> **Required work**
Among the records below, find the lines that contain "Cleanup" and copy each of them.

> **Exercise materials**
════════════════════
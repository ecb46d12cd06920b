//! Integration tests for the binlog-cleaner binary
//!
//! Every run uses `--in-use-segment`, so no replica is needed.

#[macro_use]
mod common;

use anyhow::Result;
use common::fixtures::IN_USE;
use common::BinlogDir;
use std::fs;

#[test]
fn test_archive_run() -> Result<()> {
    let fixture = BinlogDir::with_scenario();

    let result = cleaner!(fixture, "--in-use-segment", IN_USE).assert_success()?;
    assert!(result.contains_stdout("Cleanup Complete"));

    let generation = fixture.backup_root().join(fixture.today());
    assert!(generation.join("mysql-bin.000040").exists());
    assert!(!fixture.exists("mysql-bin.000040"));
    assert!(fixture.exists("mysql-bin.000045"));
    assert!(fixture.exists(IN_USE));
    assert!(fixture.exists("mysql-bin.index"));

    // Log file written where asked
    assert!(fixture.scratch().join("cleaner.log").exists());
    // Lock released, file kept for the next run
    let lock = cli_lib::locks::RunLock::acquire(&fixture.scratch().join("run.lock"));
    assert!(lock.is_ok());
    Ok(())
}

#[test]
fn test_purge_run_json() -> Result<()> {
    let fixture = BinlogDir::with_scenario();
    fixture.write_generation("20200101");
    fixture.write_generation("20200102");

    let result = cleaner!(
        fixture,
        "--in-use-segment",
        IN_USE,
        "--disable-retention",
        "--json"
    )
    .assert_success()?;

    let json = result.json()?;
    assert_eq!(json["report"]["mode"], "purge");
    assert_eq!(json["report"]["stale_found"], 1);
    assert_eq!(json["report"]["backup_root_removed"], true);
    assert_eq!(
        json["report"]["pruned_generations"],
        serde_json::json!(["20200101", "20200102"])
    );

    assert!(!fixture.backup_root().exists());
    assert!(!fixture.exists("mysql-bin.000040"));
    assert!(fixture.exists(IN_USE));
    Ok(())
}

#[test]
fn test_nothing_stale() -> Result<()> {
    let fixture = BinlogDir::new();
    fixture.write_log("mysql-bin.000049", 2);
    fixture.write_log(IN_USE, 1);
    let generation = fixture.write_generation("20200101");

    let result = cleaner!(fixture, "--in-use-segment", IN_USE).assert_success()?;

    assert!(result.contains_stdout("nothing to do"));
    assert!(generation.exists());
    assert!(fixture.exists("mysql-bin.000049"));
    Ok(())
}

#[test]
fn test_threshold_flag() -> Result<()> {
    let fixture = BinlogDir::with_scenario();

    cleaner!(
        fixture,
        "--in-use-segment",
        IN_USE,
        "--threshold",
        "2",
        "--disable-retention"
    )
    .assert_success()?;

    assert!(!fixture.exists("mysql-bin.000040"));
    assert!(!fixture.exists("mysql-bin.000045"));
    assert!(fixture.exists(IN_USE));
    Ok(())
}

#[test]
fn test_dry_run_changes_nothing() -> Result<()> {
    let fixture = BinlogDir::with_scenario();
    fixture.write_generation("20200101");

    let result = cleaner!(
        fixture,
        "--in-use-segment",
        IN_USE,
        "--disable-retention",
        "--dry-run"
    )
    .assert_success()?;

    assert!(result.contains_stdout("Dry Run"));
    assert!(result.contains_stdout("mysql-bin.000040"));
    assert!(fixture.exists("mysql-bin.000040"));
    assert!(fixture.backup_root().join("20200101").exists());
    Ok(())
}

#[test]
fn test_missing_directory_fails() -> Result<()> {
    let fixture = BinlogDir::new();
    fs::remove_dir(fixture.dir())?;

    let result = cleaner!(fixture, "--in-use-segment", IN_USE).assert_failure()?;
    assert_eq!(result.exit_code, 1);
    assert!(result.contains_stderr("Failed to scan the binlog directory"));
    Ok(())
}

#[cfg(target_os = "linux")]
#[test]
fn test_nothing_archived_fails() -> Result<()> {
    // Files fit under PATH_MAX but their archive destinations do not
    let fixture = BinlogDir::nested(4070);
    fixture.write_log("mysql-bin.000040", 10);
    fixture.write_log(IN_USE, 1);

    let result = cleaner!(fixture, "--in-use-segment", IN_USE).assert_failure()?;
    assert_eq!(result.exit_code, 1);
    assert!(result.contains_stdout("Cleanup Failed"));
    assert!(result.contains_stdout("Older backups kept"));
    assert!(fixture.exists("mysql-bin.000040"));
    Ok(())
}

#[cfg(target_os = "linux")]
#[test]
fn test_nothing_archived_json_reports_failures() -> Result<()> {
    let fixture = BinlogDir::nested(4070);
    fixture.write_log("mysql-bin.000040", 10);
    fixture.write_log(IN_USE, 1);

    let result = cleaner!(fixture, "--in-use-segment", IN_USE, "--json").assert_failure()?;
    let json = result.json()?;
    assert_eq!(json["report"]["stale_found"], 1);
    assert_eq!(json["report"]["failures"][0]["stage"], "archive");
    assert_eq!(json["report"]["prune_skipped"], true);
    Ok(())
}

#[test]
fn test_in_use_not_in_directory_fails() -> Result<()> {
    let fixture = BinlogDir::with_scenario();

    let result = cleaner!(fixture, "--in-use-segment", "mysql-bin.000099").assert_failure()?;
    assert!(result.contains_stderr("is not present in"));
    assert!(fixture.exists("mysql-bin.000040"));
    Ok(())
}

#[test]
fn test_unsafe_segment_name_fails() -> Result<()> {
    let fixture = BinlogDir::with_scenario();

    cleaner!(fixture, "--in-use-segment", "../mysql-bin.000050").assert_failure()?;
    assert!(fixture.exists("mysql-bin.000040"));
    Ok(())
}

#[test]
fn test_replica_settings_required() -> Result<()> {
    let fixture = BinlogDir::with_scenario();

    let result = cleaner!(fixture, "--user", "monitor").assert_failure()?;
    assert!(result.contains_stderr("replica host is required"));
    Ok(())
}

#[test]
fn test_conflicting_password_sources() -> Result<()> {
    let fixture = BinlogDir::with_scenario();

    cleaner!(
        fixture,
        "--host",
        "replica",
        "--user",
        "monitor",
        "--password",
        "a",
        "--password-file",
        "/tmp/pw"
    )
    .assert_failure()?;
    Ok(())
}

#[test]
fn test_config_file() -> Result<()> {
    let fixture = BinlogDir::with_scenario();
    let config_path = fixture.scratch().join("config.toml");
    fs::write(
        &config_path,
        "[retention]\nthreshold_days = 2\nretention_enabled = false\n",
    )?;
    let config_arg = config_path.to_string_lossy().to_string();

    cleaner!(fixture, "--in-use-segment", IN_USE, "--config", &config_arg).assert_success()?;

    assert!(!fixture.exists("mysql-bin.000045"));
    assert!(!fixture.backup_root().exists());
    Ok(())
}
════════════════════
> **Response**
    assert!(result.contains_stdout("Cleanup Complete"));
    assert!(result.contains_stdout("Cleanup Failed"));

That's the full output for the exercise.